Reforçando as suspeitas da CPI das Fake News, que está em andamento no Brasil, para investigar crimes eleitorais na eleição de 2018, a especialista confirmou que outras empresas passaram a fazer a mesma coisa que a Cambridge. “Na verdade, a prática se disseminou. A companhia para a qual trabalhei esteve nos holofotes. Mas diversas outras fazem exatamente a mesma coisa. Um estudo recente da Universidade de Oxford constatou isso, identificando diversas agências do mesmo tipo, espalhadas pelo mundo, que realizam propaganda política antiética. Nos últimos três anos, esses profissionais ainda aprimoraram todas essas táticas, seguindo o avanço das tecnologias relacionadas à criação de bots nas redes sociais, à inteligência artificial, à produção e divulgação de fake news etc”, disse ela.
Para a ex-executiva da Cambridge, o esquema propiciou a ascensão de novos elementos que “põem em risco a democracia, em movimento similar ao que antecedeu a II Guerra Mundial”. “Eles atacam a civilização”, acrescentou.

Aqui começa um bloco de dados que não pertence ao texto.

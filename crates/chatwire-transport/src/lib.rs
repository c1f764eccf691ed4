//! Transport layer for chatwire.
//!
//! Provides the [`Transport`] and [`Connection`] traits that the server
//! and client are written against, plus the TCP implementation
//! ([`TcpTransport`], [`TcpConnection`]) with u32 length framing.
//!
//! The transport deals in whole frames of opaque bytes; it neither knows
//! nor cares that the bytes are encoded packets.

#![allow(async_fn_in_trait)]

mod error;
mod frame;
mod tcp;

pub use error::TransportError;
pub use frame::{FrameCodec, DEFAULT_MAX_FRAME_BYTES};
pub use tcp::{TcpConnection, TcpTransport};

use std::fmt;

/// Opaque identifier for a live connection.
///
/// Owned by the transport; higher layers (the nickname directory, the
/// relay roster) key their maps on it but never mint one themselves.
#[derive(Debug, Clone, Copy, PartialEq, Eq, Hash)]
pub struct ConnectionId(u64);

impl ConnectionId {
    /// Creates a `ConnectionId` from a raw `u64`.
    pub fn new(id: u64) -> Self {
        Self(id)
    }

    /// Returns the underlying `u64` value.
    pub fn into_inner(self) -> u64 {
        self.0
    }
}

impl fmt::Display for ConnectionId {
    fn fmt(&self, f: &mut fmt::Formatter<'_>) -> fmt::Result {
        write!(f, "conn-{}", self.0)
    }
}

/// Accepts new incoming connections.
pub trait Transport: Send + Sync + 'static {
    /// The connection type produced by this transport.
    type Connection: Connection;
    /// The error type for transport operations.
    type Error: std::error::Error + Send + Sync;

    /// Waits for and accepts the next incoming connection.
    async fn accept(&mut self) -> Result<Self::Connection, Self::Error>;

    /// Gracefully shuts down the transport, stopping new connections.
    async fn shutdown(&self) -> Result<(), Self::Error>;
}

/// A single connection that can send and receive byte frames.
pub trait Connection: Send + Sync + 'static {
    /// The error type for connection operations.
    type Error: std::error::Error + Send + Sync;

    /// Sends one frame to the remote peer.
    ///
    /// Sends on a given connection are serialized; two concurrent calls
    /// never interleave partial frames.
    async fn send(&self, data: &[u8]) -> Result<(), Self::Error>;

    /// Receives the next frame from the remote peer.
    ///
    /// Returns `Ok(None)` when the connection is cleanly closed.
    async fn recv(&self) -> Result<Option<Vec<u8>>, Self::Error>;

    /// Closes the connection.
    async fn close(&self) -> Result<(), Self::Error>;

    /// Returns the unique identifier for this connection.
    fn id(&self) -> ConnectionId;
}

Brittany falou sobre a experiência de trabalhar em uma empresa que cometeu crimes. “Quando comecei na Cambridge, estava completando o doutorado sobre diplomacia preventiva. A proposta era pesquisar como usar algoritmos para antever crises, como guerras, e adotar estratégias de prevenção. De início, já na Cambridge, uma das propostas era coletar dados para identificar quem poderia ser recrutado pelo Estado Islâmico, o Isis, e valer-se da propaganda nas redes para mudar a ideia dessas pessoas. Quando a estratégia é utilizada da maneira correta, pode solucionar grandes problemas do mundo. Reafirmo: em casos como esse, não há problema”, assinalou.